In the last part of this essay, I’d like to turn to more psychological aspects of this topic, which was probably closer to what Davies was thinking of when he made his statement. The person he was in his daily life somehow seemed to him a much less successful and worthy human being than the one who wrote Waterloo Sunset. And even if we never experience the success that Davies had in his career, there is a sense of wearing our Sunday best when we compose a song, write a poem, or paint a picture. We are transported outside of ourselves, and our self-centred desires are stilled for a while as we succumb to the rules of the material in our hands, be it words or paint or marble. We are no longer flawed and limited creatures struggling with the wayward trivia of daily life.

This ability of Art to transport us beyond ourselves when we create it forms the rationale for Art as therapy. There is something meditative about the state of mind we enter when we dance or paint or sing, even if in most art forms, unlike in meditation, the body remains highly active. This is more than just the joy of singing in the shower or the recapture of childlike play: it is blended with an adult seriousness that is working under rules that we don’t set. Nor is Art alone in this power to transcend the ordinary; doing sport can offer the same sense of escape, the same sacrifice of self to something bigger while we are doing it. Perhaps any activity can offer this if we undertake it with sufficient concentration. Our restless mind is silenced as we immerse ourselves in the activity, and for a short time we are possessed. Or, if this sounds too dramatic and other-worldly for those of a practical bent, we become rigorously focused. Or perhaps it is even simpler and our everyday mind is emptied, at least for a precious passage of time.

Anyone who has ever had anything published will probably recognise that sense of dislocation when we see our own words printed on a page, as if they no longer come from us, and this is even more true when we watch ourselves on video or listen to a recording of our own voice. This is a moment of shivery unease, as happens when we catch ourselves by accident in a mirror or a shop window. We are used to experiencing ourselves from within and suddenly we view or hear ourselves from without, as another human being sees us. This moment is truly uncanny. The unheimlich can be terrifying, of course, and our capacity to dream also gives us the power to conjure nightmares. The wonderful thing about Art is the structure it provides to tame these monsters, like Goya painting his Black Paintings. The discipline of Art can spirit the monsters away, at least for the period of time when the work is being created.

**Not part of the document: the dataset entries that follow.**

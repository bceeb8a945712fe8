/*
 * Copyright 2021 Constantin A. <emoji.builder@c1710.de>
 *
 * Licensed under the Apache License, Version 2.0 (the "License");
 * you may not use this file except in compliance with the License.
 * You may obtain a copy of the License at
 *
 *     http://www.apache.org/licenses/LICENSE-2.0
 *
 * Unless required by applicable law or agreed to in writing, software
 * distributed under the License is distributed on an "AS IS" BASIS,
 * WITHOUT WARRANTIES OR CONDITIONS OF ANY KIND, either express or implied.
 * See the License for the specific language governing permissions and
 * limitations under the License.
 */
//! The canonical form emojis are identified by: lowercase hexadecimal codepoints joined by
//! hyphens, e.g. `1f525` or `1fa84-fe0f`.

use std::convert::TryFrom;
use std::fmt;
use std::fmt::{Display, Formatter};

use itertools::Itertools;
use regex::Regex;
use serde::{Deserialize, Serialize};

lazy_static! {
    /// Matches anything that already looks like an identifier (in any letter case)
    static ref IDENTIFIER_PATTERN: Regex = Regex::new(r"^(?i)[0-9a-f]+(-[0-9a-f]+)*$").unwrap();
}

/// A validated, lowercase identifier for an emoji or emoji sequence.
///
/// Outside of the data tables these are only produced by the
/// [normalizer](crate::identifiers::normalizer).
#[derive(Debug, Clone, PartialEq, Eq, Hash, PartialOrd, Ord, Serialize, Deserialize)]
#[serde(try_from = "String", into = "String")]
pub struct CanonicalIdentifier(String);

impl CanonicalIdentifier {
    /// Parses a string that already is in identifier form.
    /// Uppercase hex digits are accepted and lowercased.
    /// # Examples
    /// ```
    /// use emoji_mix::CanonicalIdentifier;
    ///
    /// let wand = CanonicalIdentifier::parse("1FA84-FE0F").unwrap();
    /// assert_eq!(wand.as_str(), "1fa84-fe0f");
    ///
    /// assert!(CanonicalIdentifier::parse("🔥").is_none());
    /// assert!(CanonicalIdentifier::parse("1f525-").is_none());
    /// ```
    pub fn parse(raw: &str) -> Option<Self> {
        if Self::is_identifier(raw) {
            Some(Self(raw.to_lowercase()))
        } else {
            None
        }
    }

    /// Checks whether `raw` has the shape of an identifier (ignoring letter case)
    pub fn is_identifier(raw: &str) -> bool {
        IDENTIFIER_PATTERN.is_match(raw)
    }

    /// Builds the identifier of a single codepoint, e.g. `0x1f525` -> `1f525`
    pub fn from_codepoint(codepoint: u32) -> Self {
        Self(format!("{:x}", codepoint))
    }

    /// Builds an identifier from a codepoint sequence.
    /// Returns `None` for an empty sequence.
    pub fn from_codepoints(codepoints: &[u32]) -> Option<Self> {
        if codepoints.is_empty() {
            None
        } else {
            Some(Self(codepoints.iter().map(|codepoint| format!("{:x}", codepoint)).join("-")))
        }
    }

    /// The numeric values of all hex groups
    /// ```
    /// use emoji_mix::CanonicalIdentifier;
    ///
    /// let wand = CanonicalIdentifier::parse("1fa84-fe0f").unwrap();
    /// assert_eq!(wand.codepoints(), vec![0x1fa84, 0xfe0f]);
    /// ```
    pub fn codepoints(&self) -> Vec<u32> {
        self.groups()
            // Groups are validated hex, only overlong ones fail here
            .filter_map(|group| u32::from_str_radix(group, 16).ok())
            .collect()
    }

    /// The hex groups of this identifier
    pub fn groups(&self) -> impl Iterator<Item=&str> {
        self.0.split('-')
    }

    /// Whether this identifier starts with `prefix` (plain string comparison)
    pub fn starts_with(&self, prefix: &CanonicalIdentifier) -> bool {
        self.0.starts_with(&prefix.0)
    }

    pub fn as_str(&self) -> &str {
        &self.0
    }
}

impl Display for CanonicalIdentifier {
    fn fmt(&self, f: &mut Formatter<'_>) -> fmt::Result {
        f.write_str(&self.0)
    }
}

impl AsRef<str> for CanonicalIdentifier {
    fn as_ref(&self) -> &str {
        &self.0
    }
}

impl TryFrom<String> for CanonicalIdentifier {
    type Error = String;

    fn try_from(raw: String) -> Result<Self, Self::Error> {
        Self::parse(&raw).ok_or_else(|| format!("not a valid emoji identifier: {:?}", raw))
    }
}

impl From<CanonicalIdentifier> for String {
    fn from(identifier: CanonicalIdentifier) -> Self {
        identifier.0
    }
}
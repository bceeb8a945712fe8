/*
 * Copyright 2021 Constantin A. <emoji.builder@c1710.de>
 *
 * Licensed under the Apache License, Version 2.0 (the "License");
 * you may not use this file except in compliance with the License.
 * You may obtain a copy of the License at
 *
 *     http://www.apache.org/licenses/LICENSE-2.0
 *
 * Unless required by applicable law or agreed to in writing, software
 * distributed under the License is distributed on an "AS IS" BASIS,
 * WITHOUT WARRANTIES OR CONDITIONS OF ANY KIND, either express or implied.
 * See the License for the specific language governing permissions and
 * limitations under the License.
 */

use crate::identifiers::identifier::CanonicalIdentifier;
use crate::mixer::errors::MixError;
use crate::mixer::url::BASE_IMAGE_URL;
use crate::{CombinationRecord, EmojiMixer, MixData, SupportTable};

const JSON_DATA: &str = "test_files/mix/metadata.json";

fn init_logging() {
    let _ = env_logger::builder().is_test(true).try_init();
}

fn id(raw: &str) -> CanonicalIdentifier {
    CanonicalIdentifier::parse(raw).unwrap()
}

/// Fire only combines with the smiley
fn synthetic_mixer() -> EmojiMixer {
    let mut table = SupportTable::new();
    table.insert(CombinationRecord::new(id("1f525"), id("1f603"), "20230301"));
    table.insert(CombinationRecord::new(id("263a-fe0f"), id("1f603"), "20210218"));
    table.insert_key(id("1f525"));
    let supported = vec![id("1f525"), id("1f603"), id("263a-fe0f")];
    EmojiMixer::new(MixData::new(supported, table).unwrap())
}

#[test]
fn fire_and_smiley() {
    init_logging();
    let mixer = synthetic_mixer();
    let url = mixer.get_mix_url("🔥", "😃", false, false).unwrap().unwrap();
    assert_eq!(url, format!("{}/20230301/u1f525/u1f525_u1f603.png", BASE_IMAGE_URL));
    assert!(url.ends_with(".png"));
}

#[test]
fn missing_pair_lists_compatible_emojis() {
    init_logging();
    let mixer = synthetic_mixer();
    // The smiley can't be put on the left here, fire has no records
    match mixer.get_mix_url("😃", "🔥", true, false) {
        Err(error @ MixError::NoCombination { .. }) => {
            assert!(error.to_string().contains("1f525"));
        }
        other => panic!("Unexpected result: {:?}", other)
    }
    match mixer.get_mix_url("🔥", "🔥", true, false) {
        Err(MixError::NoCombination { compatible, .. }) => assert!(compatible.is_empty()),
        other => panic!("Unexpected result: {:?}", other)
    }
    match mixer.get_mix_url("1f603", "1f603", true, false) {
        Err(error) => assert!(error.to_string().contains("1f525,263a-fe0f")),
        other => panic!("Unexpected result: {:?}", other)
    }
}

#[test]
fn unsupported_emoji_is_not_checked() {
    init_logging();
    let mixer = synthetic_mixer();
    assert_eq!(mixer.check_supported("⛈", false), Ok(None));
    assert_eq!(mixer.check_supported("⛈", true), Ok(None));
}

#[test]
fn uppercase_identifiers() {
    init_logging();
    let mixer = EmojiMixer::new(MixData::from_path(JSON_DATA).unwrap());
    for identifier in mixer.data().supported_identifiers() {
        let upper = identifier.as_str().to_uppercase();
        assert_eq!(mixer.to_canonical_identifier(&upper, true),
                   mixer.to_canonical_identifier(identifier.as_str(), true));
    }
    assert_eq!(mixer.to_canonical_identifier("1F600", false), Ok(Some(id("1f600"))));
}

#[test]
fn identifiers_with_combinations_normalize_to_themselves() {
    init_logging();
    let mixer = EmojiMixer::new(MixData::from_path(JSON_DATA).unwrap());
    let data = mixer.data();
    let normalized = data.supported_identifiers().iter()
        .filter(|identifier| data.support_table().contains(identifier))
        // 263a would find 263a-fe0f first
        .filter(|identifier| data.find_by_prefix(identifier) == Some(*identifier));
    for identifier in normalized {
        assert_eq!(mixer.to_canonical_identifier(identifier.as_str(), false), Ok(Some(identifier.clone())));
    }
}

#[test]
fn repeated_calls() {
    init_logging();
    let mixer = EmojiMixer::new(MixData::from_path(JSON_DATA).unwrap());
    let pairs = [("🔥", "😃"), ("😃", "🔥"), ("1f600", "1f603"), ("fire", "🔥"), ("1f525", "263a")];
    for (left, right) in pairs.iter() {
        let first = mixer.get_mix_url(left, right, false, false);
        for _ in 0..3 {
            assert_eq!(mixer.get_mix_url(left, right, false, false), first);
        }
    }
}
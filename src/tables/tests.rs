use std::io::Write;

use crate::identifiers::identifier::CanonicalIdentifier;
use crate::tables::deserialize::DataFormat;
use crate::tables::errors::TableError;
use crate::tables::mix_data::{CombinationRecord, MixData, SupportTable};

const JSON_DATA: &str = "test_files/mix/metadata.json";
const YAML_DATA: &str = "test_files/mix/metadata.yaml";

fn id(raw: &str) -> CanonicalIdentifier {
    CanonicalIdentifier::parse(raw).unwrap()
}

#[test]
fn load_json() {
    let data = MixData::from_path(JSON_DATA).unwrap();

    assert_eq!(data.supported_identifiers().len(), 8);
    // Order is kept as in the file
    assert_eq!(data.supported_identifiers()[2], id("263a-fe0f"));
    assert_eq!(data.supported_identifiers()[3], id("263a"));

    let table = data.support_table();
    assert_eq!(table.len(), 6);
    assert_eq!(table.get(&id("2601-fe0f")), Some(&[][..]));
    assert_eq!(table.get(&id("263a")), None);

    let smiley = table.get(&id("1f603")).unwrap();
    assert_eq!(smiley.iter().map(|record| record.date.as_str()).collect::<Vec<_>>(),
               vec!["20201001", "20230301", "20210218"]);

    // camelCase aliases
    let wand = table.get(&id("1fa84-fe0f")).unwrap();
    assert_eq!(wand[1], CombinationRecord::new(id("1fa84-fe0f"), id("1f525"), "20230301"));
}

#[test]
fn load_yaml() {
    let data = MixData::from_path(YAML_DATA).unwrap();
    let json = MixData::from_path(JSON_DATA).unwrap();

    assert_eq!(data.supported_identifiers().len(), 7);
    assert_eq!(data.support_table().get(&id("1f603")), json.support_table().get(&id("1f603")));
    assert!(!data.support_table().contains(&id("1fa84-fe0f")));
}

#[test]
fn load_unknown_extension_as_json() {
    let mut file = tempfile::Builder::new().suffix(".data").tempfile().unwrap();
    write!(file, r#"{{"supported_identifiers": ["1F525"], "support_table": {{"1F525": []}}}}"#).unwrap();
    file.flush().unwrap();

    let data = MixData::from_path(file.path()).unwrap();
    assert_eq!(data.supported_identifiers(), &[id("1f525")][..]);
    assert!(data.support_table().contains(&id("1f525")));
}

#[test]
fn load_errors() {
    let missing = MixData::from_path("test_files/mix/does-not-exist.json");
    assert!(matches!(missing, Err(TableError::Io(_))));

    let malformed = MixData::from_reader_json("{\"supported_identifiers\": 42}".as_bytes());
    assert!(matches!(malformed, Err(TableError::Serde(_))));

    let invalid_identifier = MixData::from_reader_json(r#"{"supported_identifiers": ["fire"]}"#.as_bytes());
    match invalid_identifier {
        Err(TableError::InvalidIdentifier(identifier)) => assert_eq!(identifier, "fire"),
        other => panic!("Unexpected result: {:?}", other)
    }

    let invalid_date = MixData::from_reader_yaml(r#"
support_table:
  "1f603":
    - left_identifier: "1f525"
      right_identifier: "1f603"
      date: "2023-03-01"
"#.as_bytes());
    match invalid_date {
        Err(error @ TableError::InvalidDate { .. }) => assert!(error.to_string().contains("2023-03-01")),
        other => panic!("Unexpected result: {:?}", other)
    }
}

#[test]
fn support_table_insertion_order() {
    let mut table = SupportTable::new();
    table.insert(CombinationRecord::new(id("1f525"), id("1f603"), "20230301"));
    table.insert(CombinationRecord::new(id("263a-fe0f"), id("1f603"), "20210218"));
    table.insert(CombinationRecord::new(id("1f525"), id("1f603"), "20201001"));
    table.insert_key(id("1f603"));

    assert_eq!(table.len(), 1);
    assert_eq!(table.compatible_with(&id("1f603")), vec![&id("1f525"), &id("263a-fe0f"), &id("1f525")]);
    assert!(table.compatible_with(&id("1f525")).is_empty());
}

#[test]
fn prefix_search() {
    let data = MixData::from_path(JSON_DATA).unwrap();
    assert_eq!(data.find_by_prefix(&id("263a")), Some(&id("263a-fe0f")));
    assert_eq!(data.find_by_prefix(&id("1f6")), Some(&id("1f603")));
    assert_eq!(data.find_by_prefix(&id("26c8")), None);
    assert!(data.is_supported(&id("263a")));
    assert!(!data.is_supported(&id("26c8")));
}

#[test]
fn data_formats() {
    assert_eq!(DataFormat::for_extension("JSON"), Some(DataFormat::Json));
    assert_eq!(DataFormat::for_extension("yml"), Some(DataFormat::Yaml));
    assert_eq!(DataFormat::for_extension("toml"), None);
    assert_eq!(DataFormat::default(), DataFormat::Json);
}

When we leave this total absorption in our act of creation, our loss of self vanishes in a flash and can feel like a passing illusion. We are back in our own skin with all the failings and anxieties of our compromised humanity. Davies is no longer the composer of Waterloo Sunset but a man who brushes his teeth and is full of parochial worries and agitated desires. The happiest moments in life, I would suggest, are those when we forget ourselves completely, and making Art is one way we can reach this emptiness and bliss. Our urge to creativity is truly a blessing in life as it nourishes us with these transitory spells of release that help to keep us sane.